### GIVEN INFORMATION ###

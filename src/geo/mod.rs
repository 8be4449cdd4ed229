//! Location resolution
//!
//! Turns ambiguous user location input into coordinates usable by the
//! query engine. Sources, in fallback order: device geolocation, IP
//! geolocation, then manual entry (city name or pincode). Manual entry is
//! always an explicit user action; the automatic chain stops at IP.

pub mod cities;
pub mod device;
pub mod ip;

use crate::coord::Coordinates;
use crate::error::{Error, Result};
use device::{DeviceError, DeviceLocator};
use ip::IpLocator;
use serde::{Deserialize, Serialize};
use std::sync::atomic::{AtomicU64, Ordering};
use tracing::{info, warn};

/// How a location was resolved
#[derive(Debug, Clone, Copy, PartialEq, Eq, Serialize, Deserialize)]
#[serde(rename_all = "snake_case")]
pub enum LocationSource {
    /// Live device geolocation
    Device,
    /// IP geolocation (city-level accuracy)
    Ip,
    /// Supported-city table (named city or pincode)
    City,
}

impl std::fmt::Display for LocationSource {
    fn fmt(&self, f: &mut std::fmt::Formatter<'_>) -> std::fmt::Result {
        match self {
            LocationSource::Device => write!(f, "device"),
            LocationSource::Ip => write!(f, "ip"),
            LocationSource::City => write!(f, "city"),
        }
    }
}

/// A resolved location
#[derive(Debug, Clone, Serialize, Deserialize)]
pub struct ResolvedLocation {
    pub coords: Coordinates,
    pub source: LocationSource,
    /// Human-readable description of the resolved place
    pub label: String,
}

/// Get the IP location service, honoring the configured cache toggle
pub fn get_ip_locator(config: &crate::config::Config) -> IpLocator {
    if config.location.ip_cache {
        IpLocator::new()
    } else {
        IpLocator::without_cache()
    }
}

/// Resolve via device geolocation, falling back to IP geolocation
///
/// Applies the default device timeout; see [`resolve_auto_with`] for the
/// config-driven variant.
pub async fn resolve_auto<L: DeviceLocator>(
    device: &L,
    ip: &IpLocator,
) -> Result<ResolvedLocation> {
    let timeout =
        std::time::Duration::from_secs(crate::constants::resolve::DEVICE_TIMEOUT_SECS);
    resolve_auto_with(device, ip, timeout).await
}

/// Resolve via device geolocation, falling back to IP geolocation
///
/// The only automatic chaining in the resolver: each device failure kind
/// (permission denied, position unavailable, timeout) falls through to the
/// IP lookup. If that also fails the chain is terminal and the caller must
/// offer manual entry. A device permission denial is only surfaced when
/// both steps fail.
pub async fn resolve_auto_with<L: DeviceLocator>(
    device: &L,
    ip: &IpLocator,
    timeout: std::time::Duration,
) -> Result<ResolvedLocation> {
    let denied = match device::resolve_from_device_with(device, timeout).await {
        Ok(location) => return Ok(location),
        Err(e) => {
            warn!(error = %e, "device geolocation failed, falling back to IP");
            matches!(e, DeviceError::PermissionDenied)
        }
    };

    match ip.locate().await {
        Ok(location) => {
            info!(label = %location.label, "resolved location via IP");
            Ok(location)
        }
        Err(e) => {
            // The denial stays quiet while the chain can still recover; it
            // is only surfaced once the chain is exhausted.
            if denied {
                warn!(error = %e, "IP fallback failed after permission denial");
                Err(Error::PermissionDenied)
            } else {
                Err(Error::LocationUnavailable(format!(
                    "IP lookup failed: {}",
                    e
                )))
            }
        }
    }
}

/// Last-request-wins guard for in-flight location requests
///
/// A new request supersedes any older one: a late result carrying a
/// superseded ticket is discarded rather than overwriting newer state.
/// In-flight calls are not cancelled, only their results dropped.
#[derive(Debug, Default)]
pub struct RequestSequence {
    current: AtomicU64,
}

/// Ticket identifying one location request
#[derive(Debug, Clone, Copy, PartialEq, Eq)]
pub struct RequestTicket(u64);

impl RequestSequence {
    pub fn new() -> Self {
        Self::default()
    }

    /// Start a new request, superseding all earlier tickets
    pub fn begin(&self) -> RequestTicket {
        RequestTicket(self.current.fetch_add(1, Ordering::SeqCst) + 1)
    }

    /// Whether the ticket still belongs to the newest request
    pub fn is_current(&self, ticket: RequestTicket) -> bool {
        self.current.load(Ordering::SeqCst) == ticket.0
    }

    /// Accept a result only if its ticket has not been superseded
    pub fn accept<T>(&self, ticket: RequestTicket, value: T) -> Option<T> {
        if self.is_current(ticket) {
            Some(value)
        } else {
            None
        }
    }
}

###

AIM OF THE EXERCISE: Gather each line of the records holding the string "PartialEq".

SOLUTION FOR THIS TASK:
#[derive(Debug, Clone, Copy, PartialEq, Eq, Serialize, Deserialize)]
#[derive(Debug, Clone, Copy, PartialEq, Eq)]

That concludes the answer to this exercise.